Arizona hasn't given up a whole lot to anybody yet this season. The Wildcats are 55th nationally in rushing defense, a tick above the median, allowing 142 yards per game.
Ironically, it was the pass-heavy Oklahoma State offense that had the most rushing success against Arizona in the nonconference season, with the Cowboys running 32 times for 200 yards.
Oklahoma State complemented that with 436 yards through the air. Oregon, as usual, has been more run-focused, averaging 267.3 passing yards through three games, although against Tennessee Tech the Ducks threw for 328 and rushed for 324.
"We're going to go into it with the game plan that the coaches prepare for us, and whatever that is, we'll execute it," Mariota said. "If it asks us to throw it or run it, so be it."
While Arizona's defensive front will present some new wrinkles, the Ducks often use a three-man front, too, and they've seen it from a couple of their opponents already this season. But as Mariota continues to mature in his recognition of defenses and where pressure will come from, this could be his biggest test yet.
He can perhaps take comfort, at least, in the presence of Barner and Thomas behind him.
"I'd like to think we can do the same things we did last year, and I certainly hope so," Campbell said. "We've got a good crew of running backs."
In that, the UO assistant counts true freshman Byron Marshall, who led Oregon with 125 yards last week. That came after he sat out the Ducks' previous game, against Fresno State, because a closer-than-expected second half required it. Marshall was also digesting lessons he learned from his 24 carries in the opener, about running full speed ahead, and not always looking for cutback lanes.
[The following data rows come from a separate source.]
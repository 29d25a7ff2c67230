//! Error types for mkvstrip-av.

use serde::{Deserialize, Serialize};
use std::path::PathBuf;
use std::time::Duration;

/// Result type alias using our Error type.
pub type Result<T> = std::result::Result<T, Error>;

/// Errors that can occur while identifying, remuxing or committing a file.
#[derive(Debug, thiserror::Error)]
pub enum Error {
    /// A required external tool is not available.
    #[error("tool not found: {tool}")]
    ToolNotFound { tool: String },

    /// An external tool could not be spawned or waited on.
    #[error("tool execution failed: {tool}: {message}")]
    ToolFailed { tool: String, message: String },

    /// The input directory could not be read.
    #[error("cannot list {}: {source}", path.display())]
    ListingFailure {
        path: PathBuf,
        #[source]
        source: std::io::Error,
    },

    /// Identification failed or produced output that cannot be decoded.
    #[error("[{file}] identification failed: {message}")]
    ParseFailure { file: String, message: String },

    /// The remux tool reported a failure.
    #[error("[{file}] remux failed{}: {message}", exit_code.map(|c| format!(" with exit code {c}")).unwrap_or_default())]
    RemuxFailure {
        file: String,
        exit_code: Option<i32>,
        message: String,
    },

    /// Promoting the remuxed output over the original failed.
    #[error("[{file}] commit failed: {message}")]
    CommitFailure { file: String, message: String },

    /// An external tool did not exit within the configured bound.
    #[error("{tool} timed out after {after:?}")]
    Timeout { tool: String, after: Duration },

    /// A language code is not three ASCII letters.
    #[error("invalid language code: {0:?} (expected three letters, e.g. \"eng\")")]
    InvalidLanguage(String),

    /// A path that cannot be handed to the tools without being altered.
    #[error("path is not valid UTF-8: {}", path.display())]
    NonUtf8Path { path: PathBuf },

    /// An I/O error occurred.
    #[error("I/O error: {0}")]
    Io(#[from] std::io::Error),

    /// JSON parsing error.
    #[error("JSON error: {0}")]
    Json(#[from] serde_json::Error),
}

/// Coarse classification of an [`Error`], used in batch reports.
#[derive(Debug, Clone, Copy, PartialEq, Eq, Serialize, Deserialize)]
#[serde(rename_all = "snake_case")]
pub enum FailureKind {
    ToolNotFound,
    Listing,
    Parse,
    Remux,
    Commit,
    Timeout,
    InvalidInput,
    Io,
}

impl Error {
    /// Create a tool not found error.
    pub fn tool_not_found(tool: impl Into<String>) -> Self {
        Self::ToolNotFound { tool: tool.into() }
    }

    /// Create a tool execution failed error.
    pub fn tool_failed(tool: impl Into<String>, message: impl Into<String>) -> Self {
        Self::ToolFailed {
            tool: tool.into(),
            message: message.into(),
        }
    }

    /// Create a parse failure attributed to `file`.
    pub fn parse_failure(file: impl Into<String>, message: impl Into<String>) -> Self {
        Self::ParseFailure {
            file: file.into(),
            message: message.into(),
        }
    }

    /// Create a remux failure attributed to `file`.
    pub fn remux_failure(
        file: impl Into<String>,
        exit_code: Option<i32>,
        message: impl Into<String>,
    ) -> Self {
        Self::RemuxFailure {
            file: file.into(),
            exit_code,
            message: message.into(),
        }
    }

    /// Create a commit failure attributed to `file`.
    pub fn commit_failure(file: impl Into<String>, message: impl Into<String>) -> Self {
        Self::CommitFailure {
            file: file.into(),
            message: message.into(),
        }
    }

    /// Classify this error for reporting.
    pub fn kind(&self) -> FailureKind {
        match self {
            Error::ToolNotFound { .. } => FailureKind::ToolNotFound,
            Error::ToolFailed { .. } | Error::Io(_) => FailureKind::Io,
            Error::ListingFailure { .. } => FailureKind::Listing,
            Error::ParseFailure { .. } | Error::Json(_) => FailureKind::Parse,
            Error::RemuxFailure { .. } => FailureKind::Remux,
            Error::CommitFailure { .. } => FailureKind::Commit,
            Error::Timeout { .. } => FailureKind::Timeout,
            Error::InvalidLanguage(_) | Error::NonUtf8Path { .. } => FailureKind::InvalidInput,
        }
    }
}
In his 13 carries against Tennessee Tech, Marshall seemed to show he can help the Ducks in conference play.
"I think Byron is a guy that can do that right now," Campbell said. "He's got to get into a little better shape; he got a little winded on Saturday. But I think he's a guy that can go in and handle 10, 12 carries for us."
When James was running the ball, against Arizona defenses of the past few years, 10 or 12 carries might have easily resulted in close to 100 yards, perhaps even more. With new backs carrying the ball for Oregon, and a new scheme installed for the Wildcats, the Ducks will see if similar success is possible Saturday.